As well as considering the overall quality of your child’s diet and the role of potential allergens, you should look at nutritional deficiencies in specific areas.
Besides B6, supplementation with other B vitamins like niacin and thiamine may, and help, although some children who benefit from B6 are worse on niacin, and vice versa (J learn Disabil. 15:258, 1982), and some may require both. In one study, 33 children with disturbed behaviour were placed on nicotinamide (a derivative of niacin) and then placed on placebo. Only one of the 33 failed to respond to B3 therapy and all relapsed to former behavioural problems 30 days after the placebo was substituted, and recovered again on B3 (Schizophrenia 3:107-113, 1971).A calcium deficiency. One 9 year old was diagnosed as hyperactive and put on drugs for two years. A laboratory study found very low blood calcium level. Simply increasing his intake of milk caused his blood calcium to return to normal and resulted in behavioural improvement within two months, enabling him to stop medication (J learn Disabil. 8:354, 1975). (Note: the solution to low calcium levels need not be milk, which is one of the most common food allergens in children.)
Iron deficiency, which can cause irritability and poor attention. According to one study (Amer J Clin Nutr 33:86-188, 1980) iron deficiency is the most common nutritional deficiency affecting American children (Prog. Hematol. 14:23-53, 1986).

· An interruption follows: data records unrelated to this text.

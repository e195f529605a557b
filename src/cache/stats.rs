//! Cache Statistics Module
//!
//! Tracks cache performance metrics including hits, misses, and evictions.

use serde::Serialize;

// == Cache Stats ==
/// Snapshot of cache performance metrics.
#[derive(Debug, Clone, Default, PartialEq, Serialize)]
#[serde(rename_all = "camelCase")]
pub struct CacheStats {
    /// Number of successful lookups
    pub hits: u64,
    /// Number of failed lookups (key not found or expired)
    pub misses: u64,
    /// Number of entries evicted to make room for a new key
    pub evictions: u64,
    /// Current number of entries in the cache
    pub total_entries: usize,
    /// Current sum of entry weights
    pub total_weight: u64,
}

impl CacheStats {
    // == Constructor ==
    /// Creates a new CacheStats with all counters at zero.
    pub fn new() -> Self {
        Self::default()
    }

    // == Hit Rate ==
    /// Calculates the cache hit rate.
    ///
    /// Returns hits / (hits + misses), or 0.0 if no lookups have been made.
    pub fn hit_rate(&self) -> f64 {
        let total = self.hits + self.misses;
        if total == 0 {
            0.0
        } else {
            self.hits as f64 / total as f64
        }
    }

    // == Record Hit ==
    /// Increments the hit counter.
    pub fn record_hit(&mut self) {
        self.hits += 1;
    }

    // == Record Miss ==
    /// Increments the miss counter.
    pub fn record_miss(&mut self) {
        self.misses += 1;
    }

    // == Record Eviction ==
    /// Increments the eviction counter (capacity or weight pressure only).
    pub fn record_eviction(&mut self) {
        self.evictions += 1;
    }

    // == Reset ==
    /// Zeroes the access counters. Entry and weight totals are left alone.
    pub fn reset_counters(&mut self) {
        self.hits = 0;
        self.misses = 0;
        self.evictions = 0;
    }
}
//! Models Module
//!
//! Serde records for the cache snapshot format.

mod snapshot;

pub use snapshot::{RestoredEntry, SerializedCache, SerializedEntry, TaggedSnapshot};
//! Configuration Module
//!
//! Handles loading cache sizing and implementation choice from environment variables.

use std::env;

use tracing::warn;

use crate::cache::{
    create, AnyCache, CacheKey, CacheKind, CacheOptions, CacheValue, DEFAULT_CAPACITY,
    DEFAULT_PURGE_INTERVAL_MS,
};

/// Cache configuration parameters.
///
/// All values can be configured via environment variables with sensible defaults.
#[derive(Debug, Clone, PartialEq, Eq)]
pub struct CacheConfig {
    /// Maximum number of entries the cache can hold
    pub capacity: usize,
    /// Maximum aggregate entry weight, None = same as capacity
    pub max_weight: Option<u64>,
    /// Minimum milliseconds between purges triggered from `set`
    pub purge_interval_ms: u64,
    /// Which implementation to build
    pub kind: CacheKind,
}

impl CacheConfig {
    /// Creates a new CacheConfig by loading values from environment variables.
    ///
    /// # Environment Variables
    /// - `CACHE_CAPACITY` - Maximum entries (default: 100)
    /// - `CACHE_MAX_WEIGHT` - Maximum aggregate weight (default: capacity)
    /// - `CACHE_PURGE_INTERVAL_MS` - Purge throttle in milliseconds (default: 60000)
    /// - `CACHE_KIND` - `ordered-map` or `linked-list` (default: ordered-map)
    pub fn from_env() -> Self {
        let kind = match env::var("CACHE_KIND") {
            Ok(raw) => raw.parse().unwrap_or_else(|err| {
                warn!(error = %err, "Ignoring CACHE_KIND, using the default implementation");
                CacheKind::default()
            }),
            Err(_) => CacheKind::default(),
        };

        Self {
            capacity: env::var("CACHE_CAPACITY")
                .ok()
                .and_then(|v| v.parse().ok())
                .unwrap_or(DEFAULT_CAPACITY),
            max_weight: env::var("CACHE_MAX_WEIGHT")
                .ok()
                .and_then(|v| v.parse().ok()),
            purge_interval_ms: env::var("CACHE_PURGE_INTERVAL_MS")
                .ok()
                .and_then(|v| v.parse().ok())
                .unwrap_or(DEFAULT_PURGE_INTERVAL_MS),
            kind,
        }
    }

    /// Sizing options for constructing a cache from this configuration.
    pub fn options(&self) -> CacheOptions {
        CacheOptions {
            capacity: self.capacity,
            max_weight: self.max_weight,
            purge_interval_ms: self.purge_interval_ms,
        }
    }

    /// Builds an empty cache of the configured kind.
    pub fn build<K: CacheKey, V: CacheValue>(&self) -> AnyCache<K, V> {
        create(self.kind, self.options())
    }
}

impl Default for CacheConfig {
    fn default() -> Self {
        Self {
            capacity: DEFAULT_CAPACITY,
            max_weight: None,
            purge_interval_ms: DEFAULT_PURGE_INTERVAL_MS,
            kind: CacheKind::OrderedMap,
        }
    }
}

#[cfg(test)]
mod tests {
    use super::*;

    #[test]
    fn test_config_default() {
        let config = CacheConfig::default();
        assert_eq!(config.capacity, 100);
        assert_eq!(config.max_weight, None);
        assert_eq!(config.purge_interval_ms, 60_000);
        assert_eq!(config.kind, CacheKind::OrderedMap);
    }

    #[test]
    fn test_config_options() {
        let config = CacheConfig {
            capacity: 5,
            max_weight: Some(10),
            purge_interval_ms: 250,
            kind: CacheKind::LinkedList,
        };
        let options = config.options();
        assert_eq!(options.effective_capacity(), 5);
        assert_eq!(options.effective_max_weight(), 10);
        assert_eq!(options.purge_interval_ms, 250);

        let cache = config.build::<String, String>();
        assert_eq!(cache.kind(), CacheKind::LinkedList);
    }

    #[test]
    fn test_config_from_env() {
        // Single test touching the environment so parallel tests cannot race
        env::remove_var("CACHE_CAPACITY");
        env::remove_var("CACHE_MAX_WEIGHT");
        env::remove_var("CACHE_PURGE_INTERVAL_MS");
        env::remove_var("CACHE_KIND");
        assert_eq!(CacheConfig::from_env(), CacheConfig::default());

        env::set_var("CACHE_CAPACITY", "7");
        env::set_var("CACHE_MAX_WEIGHT", "21");
        env::set_var("CACHE_KIND", "linked-list");
        let config = CacheConfig::from_env();
        assert_eq!(config.capacity, 7);
        assert_eq!(config.max_weight, Some(21));
        assert_eq!(config.kind, CacheKind::LinkedList);

        env::set_var("CACHE_KIND", "bogus");
        assert_eq!(CacheConfig::from_env().kind, CacheKind::OrderedMap);

        env::remove_var("CACHE_CAPACITY");
        env::remove_var("CACHE_MAX_WEIGHT");
        env::remove_var("CACHE_KIND");
    }
}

Magnesium deficiency, which is characterized by fidgeting, anxious restlessness, psychomotor instability and learning difficulties among children with a normal IQ (Magnesium in Health and Disease, NY, Spectrum Publications, 1980).
A reduced zinc level. One study found that 20 hyperactive boys had lower levels of zinc in urine, blood, hair and fingernails than a matched set of controls, even though there was no difference in saliva zinc levels again suggesting that in hyperactive children, less zinc is retained in the body (J Nutr Med 1:51-57, 1990).
A deficiency of essential fatty acids. One observational study (Med Hypotheses 7:673-9, 1981) of a large number of hyperactive children supports the hypothesis that many such children have a deficiency of EFAs; five children receiving evening primrose oil considerably improved. Two other studies, however, failed to show that giving hyperactive children evening primrose oil made a difference. This may be because the EFA problem is complicated. Evening primrose oil is rich in omega-6 EFAs, but some children may be deficient in omega-3 EFAs, found in fish, linseed and walnut oils. Giving this type of child evening primrose oil may actually make the problem worse. Determining your child’s needs requires some detective work, says nutritional expert Dr Leo Galland. First give your child a tablespoon of linseed oil (or two tablespoons of walnut oil or a teaspoon of cod liver oil). After a month, your child should be less thirsty and her skin and hair smoother and silkier if the deficiency is of omega-3. But if your child exhibits greater thirst, suspect an omega-6 EFA deficiency and give your child two to three 500 mg evening primrose oil capsules a day. Look for improvements in behavioural problems in a month.
An abnormal copper level. Laboratory tests have demonstrated that raised copper levels inhibit the enzyme necessary for the production of serotonin.
Excessive levels of heavy metals like aluminium and lead. Children suffering from hyperactivity or learning disorders have been found to have elevated blood aluminium levels (J Child Psychol Psychiatry (30(4): 515-28, 1989) or blood or hair lead levels (Arch Gen Psychiatry 40:P827-33, 1983).
Excessive phosphate intake, from processed and canned foods. A study of hospitalized hyperaggressive children linked phosphate intake with aggressive behaviour (Hafter, Hertha, Phosphates in Food as a cause of Behavioural Disturbances in Teenage Delinquents. Heidelberg, kriminalistik Verlag, 1979).